» Exercise brief
Search the data for the string "variant", and report each line where it is found.

Supplied information START

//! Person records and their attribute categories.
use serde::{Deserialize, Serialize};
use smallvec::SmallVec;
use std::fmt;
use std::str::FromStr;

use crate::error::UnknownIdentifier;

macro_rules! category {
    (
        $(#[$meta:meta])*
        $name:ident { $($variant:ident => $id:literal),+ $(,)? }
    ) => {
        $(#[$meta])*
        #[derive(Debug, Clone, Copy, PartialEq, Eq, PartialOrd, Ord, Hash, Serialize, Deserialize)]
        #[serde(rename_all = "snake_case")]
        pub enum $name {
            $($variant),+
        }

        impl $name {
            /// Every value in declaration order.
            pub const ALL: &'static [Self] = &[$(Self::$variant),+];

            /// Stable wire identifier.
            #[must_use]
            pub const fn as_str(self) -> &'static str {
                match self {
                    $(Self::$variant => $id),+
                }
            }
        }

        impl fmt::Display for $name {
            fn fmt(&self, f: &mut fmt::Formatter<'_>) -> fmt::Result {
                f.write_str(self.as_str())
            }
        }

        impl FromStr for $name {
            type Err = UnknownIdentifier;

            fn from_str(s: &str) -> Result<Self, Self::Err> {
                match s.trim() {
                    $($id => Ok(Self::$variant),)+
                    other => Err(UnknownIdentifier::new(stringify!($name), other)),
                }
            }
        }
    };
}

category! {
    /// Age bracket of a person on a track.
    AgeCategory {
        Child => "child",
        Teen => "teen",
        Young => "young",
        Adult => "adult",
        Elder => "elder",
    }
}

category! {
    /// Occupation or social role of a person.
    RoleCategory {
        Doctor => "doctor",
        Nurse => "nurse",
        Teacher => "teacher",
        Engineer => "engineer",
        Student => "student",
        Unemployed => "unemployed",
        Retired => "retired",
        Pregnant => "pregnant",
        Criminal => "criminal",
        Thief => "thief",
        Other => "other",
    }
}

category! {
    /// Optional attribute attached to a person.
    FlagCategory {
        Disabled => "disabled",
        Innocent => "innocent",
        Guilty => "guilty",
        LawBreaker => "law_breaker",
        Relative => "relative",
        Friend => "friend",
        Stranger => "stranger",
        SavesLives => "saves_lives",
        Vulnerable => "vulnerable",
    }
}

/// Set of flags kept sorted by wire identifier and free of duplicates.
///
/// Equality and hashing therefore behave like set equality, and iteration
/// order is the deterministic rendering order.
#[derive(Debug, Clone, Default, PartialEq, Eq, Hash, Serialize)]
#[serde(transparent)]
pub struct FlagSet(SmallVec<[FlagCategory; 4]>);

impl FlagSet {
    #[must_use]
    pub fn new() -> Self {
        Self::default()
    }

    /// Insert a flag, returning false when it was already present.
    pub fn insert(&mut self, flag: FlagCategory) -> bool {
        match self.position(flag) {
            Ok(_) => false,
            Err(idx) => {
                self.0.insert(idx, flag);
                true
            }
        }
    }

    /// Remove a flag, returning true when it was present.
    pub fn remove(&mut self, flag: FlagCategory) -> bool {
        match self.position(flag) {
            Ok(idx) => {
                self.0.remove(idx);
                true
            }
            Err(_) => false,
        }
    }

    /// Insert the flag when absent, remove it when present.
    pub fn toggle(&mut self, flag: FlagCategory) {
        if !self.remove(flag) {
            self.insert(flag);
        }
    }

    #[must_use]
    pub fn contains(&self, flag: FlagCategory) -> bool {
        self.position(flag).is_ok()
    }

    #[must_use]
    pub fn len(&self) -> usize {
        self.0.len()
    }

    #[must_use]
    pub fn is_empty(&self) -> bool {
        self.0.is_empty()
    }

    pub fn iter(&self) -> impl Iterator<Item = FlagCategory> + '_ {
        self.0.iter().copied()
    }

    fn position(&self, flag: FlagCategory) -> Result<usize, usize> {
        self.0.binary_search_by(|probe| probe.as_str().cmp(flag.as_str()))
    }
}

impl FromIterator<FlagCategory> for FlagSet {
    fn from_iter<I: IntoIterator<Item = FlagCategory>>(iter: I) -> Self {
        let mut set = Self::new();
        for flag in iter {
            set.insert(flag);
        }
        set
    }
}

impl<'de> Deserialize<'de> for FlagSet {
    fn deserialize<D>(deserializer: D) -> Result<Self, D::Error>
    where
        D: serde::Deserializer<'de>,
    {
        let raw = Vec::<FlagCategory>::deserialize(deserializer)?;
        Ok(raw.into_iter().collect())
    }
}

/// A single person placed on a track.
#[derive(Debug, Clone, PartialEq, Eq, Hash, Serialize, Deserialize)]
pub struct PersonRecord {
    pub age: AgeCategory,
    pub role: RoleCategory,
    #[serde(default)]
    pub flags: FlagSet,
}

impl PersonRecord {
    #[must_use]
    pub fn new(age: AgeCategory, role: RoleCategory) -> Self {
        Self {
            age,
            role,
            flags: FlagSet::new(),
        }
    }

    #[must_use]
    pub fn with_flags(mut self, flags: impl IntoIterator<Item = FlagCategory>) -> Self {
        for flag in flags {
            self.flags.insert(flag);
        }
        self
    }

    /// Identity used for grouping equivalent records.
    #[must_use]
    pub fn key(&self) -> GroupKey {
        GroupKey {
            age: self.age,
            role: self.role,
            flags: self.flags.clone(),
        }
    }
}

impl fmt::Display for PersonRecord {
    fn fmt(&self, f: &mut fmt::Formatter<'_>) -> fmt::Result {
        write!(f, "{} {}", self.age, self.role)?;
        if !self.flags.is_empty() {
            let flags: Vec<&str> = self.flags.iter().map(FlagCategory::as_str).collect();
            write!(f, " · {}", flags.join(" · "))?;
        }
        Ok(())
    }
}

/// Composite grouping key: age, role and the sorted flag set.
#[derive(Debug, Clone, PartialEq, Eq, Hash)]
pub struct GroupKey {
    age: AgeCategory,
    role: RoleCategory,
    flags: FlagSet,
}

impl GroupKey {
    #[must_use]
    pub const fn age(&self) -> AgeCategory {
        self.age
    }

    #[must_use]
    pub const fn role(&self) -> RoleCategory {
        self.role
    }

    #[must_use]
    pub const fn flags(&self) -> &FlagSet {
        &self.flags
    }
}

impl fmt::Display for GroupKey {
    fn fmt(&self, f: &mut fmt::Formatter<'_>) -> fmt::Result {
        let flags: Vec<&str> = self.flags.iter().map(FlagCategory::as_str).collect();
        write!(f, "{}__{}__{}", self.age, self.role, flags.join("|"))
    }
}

Supplied information END

» Written answer
        $name:ident { $($variant:ident => $id:literal),+ $(,)? }
            $($variant),+
            pub const ALL: &'static [Self] = &[$(Self::$variant),+];
                    $(Self::$variant => $id),+
                    $($id => Ok(Self::$variant),)+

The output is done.